Figure 5

Effects of lipopolysaccharide (LPS) treatment are partially inhibited in Toll-like receptor 4 (TLR4)-deficient mice and blocked in Myeloid differentiation factor 88 (MyD88)-deficient mice. (A-F) Representative of H&E (A-C), CD163 (D-F), and arginase-1 (ARG-1) (G-I) staining cross section of murine skin after LPS-pump in wild-type (WT) (A, D, G), TLR4-/- (B, E, H) or MyD88-/- (C, F, I) mice. (J- R) Gene expression in skin of WT, TLR4-/- and MyD88-/- mice treated for 1 week with PBS: WT (n = 6, open circles) TLR4-/- (n = 2, open triangles), MyD88-/- (n = 4, open diamonds); or with LPS: WT (n = 13, solid circles) TLR4-/- (n = 5, solid triangles), MyD88-/- (n = 6, solid diamonds); *P <0.05, ** P <0.01, *** P <0.001, ns = not significant.

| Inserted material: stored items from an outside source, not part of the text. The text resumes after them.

//! Per-job results and the error taxonomy surfaced to callers.

use serde::{Deserialize, Serialize};
use uuid::Uuid;

/// Machine-readable failure codes shared by HTTP responses, session frames
/// and per-item batch entries.
#[derive(Debug, Clone, Copy, PartialEq, Eq, Hash, Serialize, Deserialize)]
#[serde(rename_all = "SCREAMING_SNAKE_CASE")]
pub enum ErrorCode {
    RateLimited,
    QuotaExceeded,
    Busy,
    RenderFailed,
    RenderTimeout,
    WorkerCrashed,
    StorageFailed,
    InvalidRequest,
    DependencyFailed,
    SessionClosed,
    Unauthorized,
    Internal,
}

impl ErrorCode {
    pub fn as_str(self) -> &'static str {
        match self {
            Self::RateLimited => "RATE_LIMITED",
            Self::QuotaExceeded => "QUOTA_EXCEEDED",
            Self::Busy => "BUSY",
            Self::RenderFailed => "RENDER_FAILED",
            Self::RenderTimeout => "RENDER_TIMEOUT",
            Self::WorkerCrashed => "WORKER_CRASHED",
            Self::StorageFailed => "STORAGE_FAILED",
            Self::InvalidRequest => "INVALID_REQUEST",
            Self::DependencyFailed => "DEPENDENCY_FAILED",
            Self::SessionClosed => "SESSION_CLOSED",
            Self::Unauthorized => "UNAUTHORIZED",
            Self::Internal => "INTERNAL",
        }
    }

    /// Whether resubmitting the same job later can succeed.
    pub fn is_retryable(self) -> bool {
        matches!(
            self,
            Self::RateLimited
                | Self::Busy
                | Self::RenderTimeout
                | Self::WorkerCrashed
                | Self::StorageFailed
                | Self::SessionClosed
                | Self::Internal
        )
    }
}

/// Failure detail attached to an unsuccessful [`RenderResult`].
#[derive(Debug, Clone, PartialEq, Serialize, Deserialize)]
pub struct JobError {
    pub code: ErrorCode,
    pub message: String,
    pub retryable: bool,
}

impl JobError {
    /// Build an error whose retryability follows its code.
    pub fn new(code: ErrorCode, message: impl Into<String>) -> Self {
        Self {
            code,
            message: message.into(),
            retryable: code.is_retryable(),
        }
    }

    pub fn fatal(code: ErrorCode, message: impl Into<String>) -> Self {
        Self {
            code,
            message: message.into(),
            retryable: false,
        }
    }
}

/// Outcome of one job.
#[derive(Debug, Clone, PartialEq, Serialize, Deserialize)]
pub struct RenderResult {
    pub job_id: Uuid,
    pub success: bool,
    #[serde(skip_serializing_if = "Option::is_none")]
    pub output_url: Option<String>,
    pub size_bytes: u64,
    pub duration_ms: u64,
    #[serde(skip_serializing_if = "Option::is_none")]
    pub error: Option<JobError>,
    #[serde(default, skip_serializing_if = "Option::is_none")]
    pub metadata: Option<serde_json::Value>,
}

impl RenderResult {
    pub fn succeeded(
        job_id: Uuid,
        output_url: String,
        size_bytes: u64,
        duration_ms: u64,
        metadata: Option<serde_json::Value>,
    ) -> Self {
        Self {
            job_id,
            success: true,
            output_url: Some(output_url),
            size_bytes,
            duration_ms,
            error: None,
            metadata,
        }
    }

    pub fn failed(
        job_id: Uuid,
        error: JobError,
        duration_ms: u64,
        metadata: Option<serde_json::Value>,
    ) -> Self {
        Self {
            job_id,
            success: false,
            output_url: None,
            size_bytes: 0,
            duration_ms,
            error: Some(error),
            metadata,
        }
    }

    pub fn error_code(&self) -> Option<ErrorCode> {
        self.error.as_ref().map(|e| e.code)
    }
}

/// Ordered results of a batch, one entry per submitted job.
#[derive(Debug, Clone, PartialEq, Serialize, Deserialize)]
pub struct BatchResult {
    pub results: Vec<RenderResult>,
    pub succeeded: usize,
    pub failed: usize,
}

impl BatchResult {
    pub fn from_results(results: Vec<RenderResult>) -> Self {
        let succeeded = results.iter().filter(|r| r.success).count();
        let failed = results.len() - succeeded;
        Self {
            results,
            succeeded,
            failed,
        }
    }
}

#[cfg(test)]
mod tests {
    use super::*;

    #[test]
    fn error_codes_serialize_screaming_snake() {
        let json = serde_json::to_string(&ErrorCode::QuotaExceeded).unwrap();
        assert_eq!(json, "\"QUOTA_EXCEEDED\"");
        assert_eq!(ErrorCode::DependencyFailed.as_str(), "DEPENDENCY_FAILED");
    }

    #[test]
    fn retryability_follows_code() {
        assert!(JobError::new(ErrorCode::Busy, "pool busy").retryable);
        assert!(JobError::new(ErrorCode::WorkerCrashed, "crashed").retryable);
        assert!(!JobError::new(ErrorCode::QuotaExceeded, "quota").retryable);
        assert!(!JobError::new(ErrorCode::InvalidRequest, "bad").retryable);
        assert!(!JobError::fatal(ErrorCode::Internal, "bad html").retryable);
    }

    #[test]
    fn failed_result_omits_output_url() {
        let result = RenderResult::failed(
            Uuid::nil(),
            JobError::new(ErrorCode::RenderFailed, "boom"),
            12,
            None,
        );
        let json = serde_json::to_value(&result).unwrap();
        assert_eq!(json["success"], false);
        assert!(json.get("output_url").is_none());
        assert_eq!(json["error"]["code"], "RENDER_FAILED");
    }

    #[test]
    fn batch_result_counts() {
        let ok = RenderResult::succeeded(Uuid::nil(), "u".into(), 10, 5, None);
        let bad = RenderResult::failed(
            Uuid::nil(),
            JobError::new(ErrorCode::Busy, "busy"),
            5,
            None,
        );
        let batch = BatchResult::from_results(vec![ok.clone(), bad, ok]);
        assert_eq!(batch.results.len(), 3);
        assert_eq!(batch.succeeded, 2);
        assert_eq!(batch.failed, 1);
    }
}
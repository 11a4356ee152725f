use std::path::PathBuf;
use std::str::FromStr;
use std::time::Duration;

use folio_pool::{CommandEngineConfig, PoolConfig};

use crate::engine::DispatchConfig;

/// Configuration could not be read from the environment.
#[derive(Debug, thiserror::Error)]
pub enum ConfigError {
    /// A variable was set to a value that does not parse.
    #[error("{name} has invalid value '{value}': {reason}")]
    Invalid {
        name: &'static str,
        value: String,
        reason: String,
    },
}

/// Log output format, selected by `LOG_FORMAT`.
#[derive(Debug, Clone, Copy, PartialEq, Eq, Default)]
pub enum LogFormat {
    #[default]
    Pretty,
    Json,
}

impl FromStr for LogFormat {
    type Err = String;

    fn from_str(s: &str) -> Result<Self, Self::Err> {
        match s.trim().to_ascii_lowercase().as_str() {
            "pretty" | "text" => Ok(Self::Pretty),
            "json" => Ok(Self::Json),
            other => Err(format!("expected 'pretty' or 'json', got '{other}'")),
        }
    }
}

/// Liveness limits for persistent sessions.
#[derive(Debug, Clone)]
pub struct SessionConfig {
    /// How often every session is pinged.
    pub ping_interval: Duration,
    /// Sessions that send nothing at all (not even a pong) for this long
    /// are closed.
    pub silence_timeout: Duration,
    /// Sessions that submit no calls for this long are closed.
    pub max_inactivity: Duration,
}

impl Default for SessionConfig {
    fn default() -> Self {
        Self {
            ping_interval: Duration::from_secs(30),
            silence_timeout: Duration::from_secs(90),
            max_inactivity: Duration::from_secs(30 * 60),
        }
    }
}

/// Server configuration loaded from environment variables.
///
/// All fields have defaults suitable for local development.
#[derive(Debug, Clone)]
pub struct ServerConfig {
    /// Bind address (default: `0.0.0.0`).
    pub host: String,
    /// Bind port (default: `3000`).
    pub port: u16,
    /// Allowed CORS origins, parsed from comma-separated `CORS_ORIGINS`.
    pub cors_origins: Vec<String>,
    /// HTTP request timeout in seconds (default: `120`).
    pub request_timeout_secs: u64,
    /// Upper bound on the post-shutdown cleanup (default: `30`).
    pub shutdown_timeout_secs: u64,
    pub pool: PoolConfig,
    pub dispatch: DispatchConfig,
    pub session: SessionConfig,
    pub engine: CommandEngineConfig,
    /// Root directory of the local storage sink.
    pub storage_dir: PathBuf,
    /// Prefix of every output URL handed back to callers.
    pub public_base_url: String,
    /// Postgres connection string. Without it the server runs on the
    /// in-memory ledger and `STATIC_API_KEYS`.
    pub database_url: Option<String>,
    /// Development keys in `key:tier[:quota],...` form.
    pub static_api_keys: Option<String>,
    pub log_format: LogFormat,
}

impl Default for ServerConfig {
    fn default() -> Self {
        Self {
            host: "0.0.0.0".into(),
            port: 3000,
            cors_origins: vec!["http://localhost:5173".into()],
            request_timeout_secs: 120,
            shutdown_timeout_secs: 30,
            pool: PoolConfig::default(),
            dispatch: DispatchConfig::default(),
            session: SessionConfig::default(),
            engine: CommandEngineConfig::default(),
            storage_dir: PathBuf::from("./data/output"),
            public_base_url: "http://localhost:3000".into(),
            database_url: None,
            static_api_keys: None,
            log_format: LogFormat::Pretty,
        }
    }
}

impl ServerConfig {
    /// Load configuration from environment variables with defaults.
    ///
    /// | Env Var                         | Default                   |
    /// |---------------------------------|---------------------------|
    /// | `HOST`                          | `0.0.0.0`                 |
    /// | `PORT`                          | `3000`                    |
    /// | `CORS_ORIGINS`                  | `http://localhost:5173`   |
    /// | `REQUEST_TIMEOUT_SECS`          | `120`                     |
    /// | `SHUTDOWN_TIMEOUT_SECS`         | `30`                      |
    /// | `POOL_MIN_SIZE`                 | `8`                       |
    /// | `POOL_MAX_SIZE`                 | `16`                      |
    /// | `POOL_IDLE_TIMEOUT_SECS`        | `300`                     |
    /// | `POOL_MAX_AGE_SECS`             | `1800`                    |
    /// | `POOL_MAX_USES`                 | `500`                     |
    /// | `POOL_SWEEP_INTERVAL_SECS`      | `30`                      |
    /// | `POOL_TEARDOWN_AFTER_SECS`      | `1800`                    |
    /// | `ACQUIRE_TIMEOUT_MS`            | `10000`                   |
    /// | `RENDER_TIMEOUT_SECS`           | `30`                      |
    /// | `MAX_BATCH_SIZE`                | `100`                     |
    /// | `SESSION_PING_INTERVAL_SECS`    | `30`                      |
    /// | `SESSION_SILENCE_TIMEOUT_SECS`  | `90`                      |
    /// | `SESSION_MAX_INACTIVITY_SECS`   | `1800`                    |
    /// | `CHROME_BIN`                    | `chromium`                |
    /// | `WORKER_SCRATCH_DIR`            | system temp dir           |
    /// | `STORAGE_DIR`                   | `./data/output`           |
    /// | `PUBLIC_BASE_URL`               | `http://localhost:3000`   |
    /// | `DATABASE_URL`                  | unset                     |
    /// | `STATIC_API_KEYS`               | unset                     |
    /// | `LOG_FORMAT`                    | `pretty`                  |
    pub fn from_env() -> Result<Self, ConfigError> {
        Self::from_lookup(|name| std::env::var(name).ok())
    }

    /// Build a configuration from an arbitrary variable source.
    pub fn from_lookup<F>(lookup: F) -> Result<Self, ConfigError>
    where
        F: Fn(&str) -> Option<String>,
    {
        let env = Env(lookup);
        let defaults = Self::default();

        let cors_origins = match env.get("CORS_ORIGINS") {
            Some(raw) => raw
                .split(',')
                .map(|s| s.trim().to_string())
                .filter(|s| !s.is_empty())
                .collect(),
            None => defaults.cors_origins,
        };

        let pool = PoolConfig {
            min_size: env.parse("POOL_MIN_SIZE", defaults.pool.min_size)?,
            max_size: env.parse("POOL_MAX_SIZE", defaults.pool.max_size)?,
            idle_timeout: env.secs("POOL_IDLE_TIMEOUT_SECS", defaults.pool.idle_timeout)?,
            max_age: env.secs("POOL_MAX_AGE_SECS", defaults.pool.max_age)?,
            max_uses: env.parse("POOL_MAX_USES", defaults.pool.max_uses)?,
            sweep_interval: env.secs("POOL_SWEEP_INTERVAL_SECS", defaults.pool.sweep_interval)?,
            teardown_after: env.secs("POOL_TEARDOWN_AFTER_SECS", defaults.pool.teardown_after)?,
            ..defaults.pool
        }
        .normalized();

        let acquire_timeout_ms: u64 = env.parse(
            "ACQUIRE_TIMEOUT_MS",
            defaults.dispatch.acquire_timeout.as_millis() as u64,
        )?;
        let dispatch = DispatchConfig {
            acquire_timeout: Duration::from_millis(acquire_timeout_ms),
            render_timeout: env.secs("RENDER_TIMEOUT_SECS", defaults.dispatch.render_timeout)?,
            max_batch_size: env.parse("MAX_BATCH_SIZE", defaults.dispatch.max_batch_size)?,
        };

        let session = SessionConfig {
            ping_interval: env.secs("SESSION_PING_INTERVAL_SECS", defaults.session.ping_interval)?,
            silence_timeout: env.secs(
                "SESSION_SILENCE_TIMEOUT_SECS",
                defaults.session.silence_timeout,
            )?,
            max_inactivity: env.secs(
                "SESSION_MAX_INACTIVITY_SECS",
                defaults.session.max_inactivity,
            )?,
        };

        let engine = CommandEngineConfig {
            binary: env
                .get("CHROME_BIN")
                .map(PathBuf::from)
                .unwrap_or(defaults.engine.binary),
            scratch_dir: env.get("WORKER_SCRATCH_DIR").map(PathBuf::from),
            ..defaults.engine
        };

        let public_base_url = env
            .get("PUBLIC_BASE_URL")
            .unwrap_or(defaults.public_base_url)
            .trim_end_matches('/')
            .to_string();

        Ok(Self {
            host: env.get("HOST").unwrap_or(defaults.host),
            port: env.parse("PORT", defaults.port)?,
            cors_origins,
            request_timeout_secs: env.parse("REQUEST_TIMEOUT_SECS", defaults.request_timeout_secs)?,
            shutdown_timeout_secs: env
                .parse("SHUTDOWN_TIMEOUT_SECS", defaults.shutdown_timeout_secs)?,
            pool,
            dispatch,
            session,
            engine,
            storage_dir: env
                .get("STORAGE_DIR")
                .map(PathBuf::from)
                .unwrap_or(defaults.storage_dir),
            public_base_url,
            database_url: env.get("DATABASE_URL"),
            static_api_keys: env.get("STATIC_API_KEYS"),
            log_format: env.parse("LOG_FORMAT", defaults.log_format)?,
        })
    }
}

/// Variable source with typed accessors. Empty values count as unset.
struct Env<F>(F);

impl<F> Env<F>
where
    F: Fn(&str) -> Option<String>,
{
    fn get(&self, name: &str) -> Option<String> {
        (self.0)(name).filter(|v| !v.trim().is_empty())
    }

    fn parse<T>(&self, name: &'static str, default: T) -> Result<T, ConfigError>
    where
        T: FromStr,
        T::Err: std::fmt::Display,
    {
        match self.get(name) {
            Some(value) => {
                let parsed = value.trim().parse::<T>();
                parsed.map_err(|e| ConfigError::Invalid {
                    name,
                    reason: e.to_string(),
                    value,
                })
            }
            None => Ok(default),
        }
    }

    fn secs(&self, name: &'static str, default: Duration) -> Result<Duration, ConfigError> {
        self.parse(name, default.as_secs()).map(Duration::from_secs)
    }
}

Proinflammatory genes: (J) IL-1β, (K) TNF-α, and (L) IL-6. Macrophage markers: (M) CD11b; M2 and M1 macrophages: (N) YM1 and (O) NOS2. Pro-fibrotic genes: (P) thrombospondin 1 (THBS1), (Q) tissue inhibitor metalloproteinase 1 (TIMP1), (R) plasminogen activator inhibitor-1 (PAI-1) and (S) osteopontin 1 (SPP1).